Not a day goes by that someone doesn't say to me "Did you" or "Can you" or "will you" or "I need you to". I try to clear out the cobwebs in my brain so that I can switch-task as fast as possible and decrease the cans and shoulds and will yous in my life. I make lists on notepads and lists on Evernote and lists on my phone. I say sorry over and over again. We are a world of fast communication and instant gratification. We are connected to our kids and our families and our friends and our jobs 24/7. This turns the pressure to timely task into an immense, inescapable burden. People expect emails returned in hours, text messages in minutes. We send read receipts so people can't pretend they didn't get the email. Our phones tell us when recipients have read our messages. Then, there's kids, whose sense of time is compacted. Wait a minute, to a kid, feels like being told to wait two hours, especially if the kid needs to go to the bathroom, is hungry or wants their stuffed animal from high atop a bookshelf. Telling a kid to wait a minute is like telling a kid the end of the world is near.
Several years ago, as I was telling one kid to wait a minute while helping the other kid, or while I was trying to tie a shoe and change a diaper, I added a phrase to "In a minute" and I said to my children, "Mommy is just one person." It became my mantra. I breathe in air and exhale out," I am just one person." It is my Mommy March Cadence. Of course, I can say this to my kids, who completely ignore it, but I can't say it to, oh for example, my boss who has asked me to complete a project under deadline, or a police officer who has pulled me over for speeding because I was trying to get to the afterschool care site before it closes and I get fined for a late pick up. These people might actually listen to me however, they don't care. They have their own task list, their own set of did you, can you and will you requests. Their brains likely have a few cobwebs they are clearing, as well. Each of us is assigned tasks, every day, from someone else, and the demands domino down and around us. We take on pressures and pass the pressures on in a never-ending cycle that creates the demand to switch-task.
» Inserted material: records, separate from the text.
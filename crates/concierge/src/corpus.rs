//! The record store and the vector index, held as one value.
//!
//! An [`AlignedCorpus`] can only be constructed when row `i` of the index was
//! built from row `i` of the store, so lookups never have to re-check it.

use std::path::Path;
use tracing::info;

use crate::error::{ConciergeError, Result};
use crate::index::{load_index, save_index, FlatIndex, IndexFile, Neighbor};
use crate::records::{BookingRecord, RecordStore};

#[derive(Debug, Clone)]
pub struct AlignedCorpus {
  records: RecordStore,
  index: FlatIndex,
  model_id: String,
}

impl AlignedCorpus {
  /// Pair a freshly built index with the store it was built from
  pub fn new(records: RecordStore, index: FlatIndex, model_id: impl Into<String>) -> Result<Self> {
    if !index.is_built() {
      return Err(ConciergeError::build_failure("index must be built before pairing"));
    }
    if index.len() != records.len() {
      return Err(ConciergeError::build_failure(format!(
        "index has {} rows but the record store has {}",
        index.len(),
        records.len()
      )));
    }
    Ok(Self { records, index, model_id: model_id.into() })
  }

  /// Load a persisted snapshot and index, rejecting any pair that drifted apart
  pub fn load(snapshot: &Path, index_path: &Path) -> Result<Self> {
    let records = RecordStore::load(snapshot)?;
    let file = load_index(index_path)?;

    if file.index.len() != records.len() {
      return Err(ConciergeError::io_failure(format!(
        "index {} has {} rows but snapshot {} has {}; rebuild the index",
        index_path.display(),
        file.index.len(),
        snapshot.display(),
        records.len()
      )));
    }
    if file.fingerprint != records.fingerprint() {
      return Err(ConciergeError::io_failure(format!(
        "index {} was built from a different snapshot than {}; rebuild the index",
        index_path.display(),
        snapshot.display()
      )));
    }

    info!("Loaded aligned corpus of {} records (model {})", records.len(), file.model_id);
    Ok(Self { records, index: file.index, model_id: file.model_id })
  }

  /// Write the snapshot and the index; the index goes last so a crash in
  /// between leaves a pair that fails the fingerprint check
  pub fn persist(&self, snapshot: &Path, index_path: &Path) -> Result<()> {
    self.records.persist(snapshot)?;
    let file = IndexFile::new(self.model_id.clone(), self.records.fingerprint(), self.index.clone());
    save_index(&file, index_path)
  }

  /// The `k` closest records with their rows and distances
  pub fn nearest(&self, query: &[f32], k: usize) -> Result<Vec<(usize, &BookingRecord, f32)>> {
    self
      .index
      .search(query, k)?
      .into_iter()
      .map(|Neighbor { row, distance }| {
        self.records.get(row).map(|record| (row, record, distance))
      })
      .collect()
  }

  pub fn records(&self) -> &RecordStore {
    &self.records
  }

  pub fn index(&self) -> &FlatIndex {
    &self.index
  }

  pub fn model_id(&self) -> &str {
    &self.model_id
  }

  pub fn dimension(&self) -> usize {
    self.index.dimension()
  }

  pub fn len(&self) -> usize {
    self.records.len()
  }

  pub fn is_empty(&self) -> bool {
    self.records.is_empty()
  }
}
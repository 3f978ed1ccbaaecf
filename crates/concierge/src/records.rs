//! Booking records and the immutable, ordered store they live in.
//!
//! The store is loaded from a CSV snapshot. Row order is the file order and
//! never changes afterwards: row `i` of the store is row `i` of the vector
//! index built from it.

use chrono::{NaiveDate, NaiveDateTime};
use serde::{Deserialize, Serialize};
use std::fs::File;
use std::io::Read;
use std::path::Path;
use tracing::info;

use crate::error::{ConciergeError, Result};
use crate::persist::{fnv1a, write_atomically};

const UNKNOWN_COUNTRY: &str = "Unknown";

/// A single hotel booking
#[derive(Debug, Clone, PartialEq, Serialize, Deserialize)]
pub struct BookingRecord {
  pub hotel: String,
  pub arrival_date: NaiveDate,
  pub country: String,
  /// Average daily rate
  pub price: f64,
  pub lead_time: u32,
  pub is_canceled: bool,
  /// The exact sentence that was embedded for this record
  pub text_representation: String,
}

impl BookingRecord {
  pub fn new(
    hotel: impl Into<String>,
    arrival_date: NaiveDate,
    country: impl Into<String>,
    price: f64,
    lead_time: u32,
    is_canceled: bool,
  ) -> Self {
    let hotel = hotel.into();
    let country = country.into();
    let text_representation = describe(&hotel, arrival_date, &country, price, is_canceled);

    Self { hotel, arrival_date, country, price, lead_time, is_canceled, text_representation }
  }
}

/// Fixed sentence template embedded for every record.
///
/// Persisted indexes carry a fingerprint of these sentences, so editing the
/// template makes every existing index fail to load until it is rebuilt.
pub fn describe(
  hotel: &str,
  arrival_date: NaiveDate,
  country: &str,
  price: f64,
  canceled: bool,
) -> String {
  let canceled = if canceled { "True" } else { "False" };
  format!(
    "Booking in {hotel} on {arrival_date} by guest from {country}. Price: {price:?}€, Canceled: {canceled}"
  )
}

// Snapshot rows
// =============

/// Raw CSV row. Every column is optional so that cleaned snapshots and raw
/// exports (split arrival date columns) both parse.
#[derive(Debug, Default, Deserialize)]
struct SnapshotRow {
  #[serde(default)]
  hotel: Option<String>,
  #[serde(default)]
  arrival_date: Option<String>,
  #[serde(default)]
  arrival_date_year: Option<String>,
  #[serde(default)]
  arrival_date_month: Option<String>,
  #[serde(default)]
  arrival_date_day_of_month: Option<String>,
  #[serde(default)]
  country: Option<String>,
  #[serde(default)]
  adr: Option<String>,
  #[serde(default)]
  lead_time: Option<String>,
  #[serde(default)]
  is_canceled: Option<String>,
}

/// Canonical row written back by the index builder
#[derive(Debug, Serialize)]
struct CanonicalRow<'a> {
  hotel: &'a str,
  arrival_date: String,
  country: &'a str,
  adr: f64,
  lead_time: u32,
  is_canceled: u8,
  text_data: &'a str,
}

fn present(value: Option<String>) -> Option<String> {
  value.map(|v| v.trim().to_string()).filter(|v| !v.is_empty())
}

fn missing(row: usize, field: &str) -> ConciergeError {
  ConciergeError::build_failure(format!("row {row}: required field '{field}' is missing"))
}

fn malformed(row: usize, field: &str, raw: &str) -> ConciergeError {
  ConciergeError::build_failure(format!("row {row}: '{raw}' is not a valid {field}"))
}

fn parse_date(raw: &str) -> Option<NaiveDate> {
  NaiveDate::parse_from_str(raw, "%Y-%m-%d")
    .ok()
    .or_else(|| NaiveDateTime::parse_from_str(raw, "%Y-%m-%d %H:%M:%S").ok().map(|dt| dt.date()))
}

fn parse_flag(raw: &str) -> Option<bool> {
  match raw.to_ascii_lowercase().as_str() {
    "1" | "1.0" | "true" | "yes" => Some(true),
    "0" | "0.0" | "false" | "no" => Some(false),
    _ => None,
  }
}

fn parse_days(raw: &str) -> Option<u32> {
  raw.parse::<u32>().ok().or_else(|| {
    raw
      .parse::<f64>()
      .ok()
      .filter(|days| days.is_finite() && *days >= 0.0 && days.fract() == 0.0)
      .map(|days| days as u32)
  })
}

impl SnapshotRow {
  fn into_record(self, row: usize) -> Result<BookingRecord> {
    let arrival_date = self.resolve_arrival_date(row)?;

    let hotel = present(self.hotel).ok_or_else(|| missing(row, "hotel"))?;

    let raw_price = present(self.adr).ok_or_else(|| missing(row, "adr"))?;
    let price = raw_price
      .parse::<f64>()
      .ok()
      .filter(|p| p.is_finite())
      .ok_or_else(|| malformed(row, "adr", &raw_price))?;

    let country = present(self.country).unwrap_or_else(|| UNKNOWN_COUNTRY.to_string());

    let lead_time = match present(self.lead_time) {
      Some(raw) => parse_days(&raw).ok_or_else(|| malformed(row, "lead_time", &raw))?,
      None => 0,
    };

    let is_canceled = match present(self.is_canceled) {
      Some(raw) => parse_flag(&raw).ok_or_else(|| malformed(row, "is_canceled", &raw))?,
      None => false,
    };

    Ok(BookingRecord::new(hotel, arrival_date, country, price, lead_time, is_canceled))
  }

  fn resolve_arrival_date(&self, row: usize) -> Result<NaiveDate> {
    if let Some(raw) = present(self.arrival_date.clone()) {
      return parse_date(&raw).ok_or_else(|| malformed(row, "arrival_date", &raw));
    }

    let year = present(self.arrival_date_year.clone());
    let month = present(self.arrival_date_month.clone());
    let day = present(self.arrival_date_day_of_month.clone());

    match (year, month, day) {
      (Some(year), Some(month), Some(day)) => {
        let composed = format!("{year}-{month}-{day}");
        NaiveDate::parse_from_str(&composed, "%Y-%B-%d")
          .or_else(|_| NaiveDate::parse_from_str(&composed, "%Y-%m-%d"))
          .map_err(|_| malformed(row, "arrival date", &composed))
      }
      _ => Err(missing(row, "arrival_date")),
    }
  }
}

// Record store
// ============

/// Immutable, ordered table of booking records
#[derive(Debug, Clone, PartialEq)]
pub struct RecordStore {
  records: Vec<BookingRecord>,
}

impl RecordStore {
  /// Wrap an ordered list of records. An empty list is rejected.
  pub fn from_records(records: Vec<BookingRecord>) -> Result<Self> {
    if records.is_empty() {
      return Err(ConciergeError::build_failure("dataset contains no booking records"));
    }
    Ok(Self { records })
  }

  /// Load a CSV snapshot, keeping file order
  pub fn load(path: &Path) -> Result<Self> {
    let file = File::open(path).map_err(|e| {
      ConciergeError::io_failure(format!("failed to open snapshot {}: {e}", path.display()))
    })?;
    let store = Self::from_reader(file)?;
    info!("Loaded {} booking records from {}", store.len(), path.display());
    Ok(store)
  }

  pub fn from_reader<R: Read>(reader: R) -> Result<Self> {
    let mut csv_reader = csv::ReaderBuilder::new().trim(csv::Trim::All).from_reader(reader);

    let records = csv_reader
      .deserialize::<SnapshotRow>()
      .enumerate()
      .map(|(i, row)| row.map_err(ConciergeError::from).and_then(|row| row.into_record(i + 1)))
      .collect::<Result<Vec<_>>>()?;

    Self::from_records(records)
  }

  /// Write the canonical snapshot (including the embedded sentence per row)
  pub fn persist(&self, path: &Path) -> Result<()> {
    let mut writer = csv::Writer::from_writer(Vec::new());
    for record in &self.records {
      writer.serialize(CanonicalRow {
        hotel: &record.hotel,
        arrival_date: record.arrival_date.to_string(),
        country: &record.country,
        adr: record.price,
        lead_time: record.lead_time,
        is_canceled: u8::from(record.is_canceled),
        text_data: &record.text_representation,
      })?;
    }
    let bytes = writer
      .into_inner()
      .map_err(|e| ConciergeError::io_failure(format!("failed to flush snapshot: {e}")))?;

    write_atomically(path, &bytes)?;
    info!("Wrote {} records to snapshot {}", self.len(), path.display());
    Ok(())
  }

  pub fn get(&self, index: usize) -> Result<&BookingRecord> {
    self.records.get(index).ok_or_else(|| ConciergeError::record_not_found(index, self.len()))
  }

  pub fn len(&self) -> usize {
    self.records.len()
  }

  /// Always false for a constructed store; present for API symmetry with `len`
  pub fn is_empty(&self) -> bool {
    self.records.is_empty()
  }

  pub fn iter(&self) -> impl Iterator<Item = &BookingRecord> {
    self.records.iter()
  }

  /// Embedded sentences in row order
  pub fn texts(&self) -> Vec<String> {
    self.records.iter().map(|r| r.text_representation.clone()).collect()
  }

  /// Order-sensitive hash of every row's embedded sentence
  pub fn fingerprint(&self) -> u64 {
    fnv1a(self.records.iter().map(|r| r.text_representation.as_bytes()))
  }
}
I know that my kids aren't listening to me most of the time and I know that, for my own preservation, I can't tell all of the people around me that I'm "just one person". For the most part, my cadence must be silent. However, there is one person who can listen to my mantra and can respect it. That's me. Every day, when I feel like a total failure because I forgot to pack a pudding for the kids' snack, or I get in my car and it smells like vomit, or I look at my wrinkled eyes and remember I should start wearing make-up, or I get a text from a friend because I forgot to reply about a girls' night out, or I get an angry email from a student because it's been 24 hours and I've not yet replied to his request to set up an appointment, or I get home at 6 and Andy asks if I called the eye doctor and I say no I forgot because, from the time I woke up until this very moment I've not stopped moving or doing or accumulating can yous, I need to let my Mommy March Cadence flow from me and through me, penetrating each of those cobwebs and images that fill my brain and make me feel so very small and not good at all. I am just one person. I am. Just. One Person.
Yes, I should parent more. I should work more. I should spend more time with friends and family. I should travel more. I should save more money. I should eat less junk food. I should blog more. I should. I should. I should.
A wise friend recently told me "Don't should on yourself."
My response to this was,of course, "Ahhh! You're right. I should stop being so hard on myself.